EVI1 targets DELTANp63 and upregulates the cyclin dependent kinase inhibitor p21 independent of p53 to delay cell cycle progression and cell proliferation in colon cancer cells

摘要

Several lines of evidence suggest that specific transcriptional events are involved in cell cycle, proliferation and differentiation processes; however, their deregulation by proto-oncogenes are involved in the development of leukemia and tumors. One such proto-oncogene is ecotropic viral integration site I which can differentially effect cell cycle progression and proliferation, in cell types of different origin. Our data for the first time shows that ecotropic viral integration site I binds to DELTANp63 promoter element directly and down regulates its expression. Down regulation of DELTANp63 induces the expression of p21 in HT-29 cells and also in colon carcinoma cells that do not express p53 including patient samples expressing low level of p53, that eventually delay cell cycle progression at G0/G1 phase.

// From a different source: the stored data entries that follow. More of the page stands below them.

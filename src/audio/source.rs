//! Audio frame sources feeding the pipeline.

use crate::error::{AssistError, Result};

/// Trait for audio source devices.
///
/// This trait allows swapping implementations (real capture transport vs mock).
/// Sources produce mono 16-bit PCM at the sample rate fixed at pipeline
/// construction; there is no format negotiation.
pub trait AudioSource: Send {
    /// Start capturing audio from the source.
    fn start(&mut self) -> Result<()>;

    /// Stop capturing audio from the source.
    fn stop(&mut self) -> Result<()>;

    /// Read the next frame of samples from the source.
    ///
    /// An empty vector means no data is currently available. Finite sources
    /// (files, scripted mocks) return empty forever once exhausted.
    fn read_samples(&mut self) -> Result<Vec<i16>>;

    /// Whether this source ends on its own (file/mock) or streams until
    /// stopped (live capture).
    fn is_finite(&self) -> bool {
        false
    }
}

/// One phase of a scripted frame sequence: `count` reads each returning
/// `samples`.
#[derive(Debug, Clone)]
pub struct FramePhase {
    pub samples: Vec<i16>,
    pub count: u32,
}

/// Mock audio source for testing.
#[derive(Debug, Clone)]
pub struct MockAudioSource {
    is_started: bool,
    phases: Vec<FramePhase>,
    phase_index: usize,
    reads_in_phase: u32,
    live: bool,
    should_fail_start: bool,
    should_fail_read: bool,
    error_message: String,
}

impl MockAudioSource {
    /// Create a new mock audio source with no scripted frames.
    pub fn new() -> Self {
        Self {
            is_started: false,
            phases: Vec::new(),
            phase_index: 0,
            reads_in_phase: 0,
            live: false,
            should_fail_start: false,
            should_fail_read: false,
            error_message: "mock audio error".to_string(),
        }
    }

    /// Script a sequence of frame phases played back in order.
    pub fn with_frame_sequence(mut self, phases: Vec<FramePhase>) -> Self {
        self.phases = phases;
        self
    }

    /// Mark the source as live (infinite); empty reads mean "no data yet".
    pub fn as_live_source(mut self) -> Self {
        self.live = true;
        self
    }

    /// Configure the mock to fail on start.
    pub fn with_start_failure(mut self) -> Self {
        self.should_fail_start = true;
        self
    }

    /// Configure the mock to fail on every read.
    pub fn with_read_failure(mut self) -> Self {
        self.should_fail_read = true;
        self
    }

    /// Check if the audio source is started.
    pub fn is_started(&self) -> bool {
        self.is_started
    }
}

impl Default for MockAudioSource {
    fn default() -> Self {
        Self::new()
    }
}

impl AudioSource for MockAudioSource {
    fn start(&mut self) -> Result<()> {
        if self.should_fail_start {
            return Err(AssistError::AudioCapture {
                message: self.error_message.clone(),
            });
        }
        self.is_started = true;
        Ok(())
    }

    fn stop(&mut self) -> Result<()> {
        self.is_started = false;
        Ok(())
    }

    fn read_samples(&mut self) -> Result<Vec<i16>> {
        if self.should_fail_read {
            return Err(AssistError::AudioCapture {
                message: self.error_message.clone(),
            });
        }

        while self.phase_index < self.phases.len() {
            let phase = &self.phases[self.phase_index];
            if self.reads_in_phase < phase.count {
                self.reads_in_phase += 1;
                return Ok(phase.samples.clone());
            }
            self.phase_index += 1;
            self.reads_in_phase = 0;
        }

        Ok(Vec::new())
    }

    fn is_finite(&self) -> bool {
        !self.live
    }
}

#[cfg(test)]
mod tests {
    use super::*;

    #[test]
    fn test_mock_plays_phases_in_order() {
        let mut source = MockAudioSource::new().with_frame_sequence(vec![
            FramePhase {
                samples: vec![1i16; 4],
                count: 2,
            },
            FramePhase {
                samples: vec![2i16; 4],
                count: 1,
            },
        ]);

        assert_eq!(source.read_samples().unwrap(), vec![1i16; 4]);
        assert_eq!(source.read_samples().unwrap(), vec![1i16; 4]);
        assert_eq!(source.read_samples().unwrap(), vec![2i16; 4]);
        assert!(source.read_samples().unwrap().is_empty());
        assert!(source.read_samples().unwrap().is_empty());
    }

    #[test]
    fn test_mock_is_finite_unless_live() {
        assert!(MockAudioSource::new().is_finite());
        assert!(!MockAudioSource::new().as_live_source().is_finite());
    }

    #[test]
    fn test_mock_start_failure() {
        let mut source = MockAudioSource::new().with_start_failure();
        let result = source.start();
        assert!(result.is_err());
        match result {
            Err(AssistError::AudioCapture { message }) => {
                assert_eq!(message, "mock audio error");
            }
            _ => panic!("Expected AudioCapture error"),
        }
        assert!(!source.is_started());
    }

    #[test]
    fn test_mock_read_failure() {
        let mut source = MockAudioSource::new().with_read_failure();
        assert!(source.read_samples().is_err());
    }

    #[test]
    fn test_mock_start_stop_toggle() {
        let mut source = MockAudioSource::new();
        source.start().unwrap();
        assert!(source.is_started());
        source.stop().unwrap();
        assert!(!source.is_started());
    }

    #[test]
    fn test_trait_is_object_safe() {
        let mut source: Box<dyn AudioSource> = Box::new(MockAudioSource::new());
        source.start().unwrap();
        assert!(source.read_samples().unwrap().is_empty());
    }
}
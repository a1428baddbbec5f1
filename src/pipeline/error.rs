//! Error types and reporting for pipeline stations.

use std::fmt;

/// Errors raised while a station processes one item.
#[derive(Debug, Clone)]
pub enum StationError {
    /// The item was lost but the station can keep going.
    Recoverable(String),
    /// The station cannot continue and must shut down.
    Fatal(String),
}

impl fmt::Display for StationError {
    fn fmt(&self, f: &mut fmt::Formatter<'_>) -> fmt::Result {
        match self {
            StationError::Recoverable(msg) => write!(f, "recoverable: {}", msg),
            StationError::Fatal(msg) => write!(f, "fatal: {}", msg),
        }
    }
}

impl std::error::Error for StationError {}

/// Trait for reporting station errors.
pub trait ErrorReporter: Send + Sync {
    fn report(&self, station: &str, error: &StationError);
}

/// Reporter that logs to stderr.
#[derive(Debug, Clone, Copy, Default)]
pub struct LogReporter;

impl ErrorReporter for LogReporter {
    fn report(&self, station: &str, error: &StationError) {
        eprintln!("[{}] {}", station, error);
    }
}

#[cfg(test)]
mod tests {
    use super::*;

    #[test]
    fn test_station_error_display() {
        let recoverable = StationError::Recoverable("transcription timed out".to_string());
        assert_eq!(recoverable.to_string(), "recoverable: transcription timed out");

        let fatal = StationError::Fatal("channel closed".to_string());
        assert_eq!(fatal.to_string(), "fatal: channel closed");
    }

    #[test]
    fn test_log_reporter_does_not_panic() {
        LogReporter.report("test", &StationError::Recoverable("x".to_string()));
    }
}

Concomitant silencing of ecotropic viral integration site I from the cells or introduction of DELTANp63 to the cells significantly rescued this phenotype, indicating the growth defect induced by DELTANp63 deficiency to be, at least in part, attributable to ecotropic viral integration site I function. The mutual regulation between ecotropic viral integration site I and DELTANp63 may constitute a novel axis which might affect the downstream pathways in cells that do not express functional p53.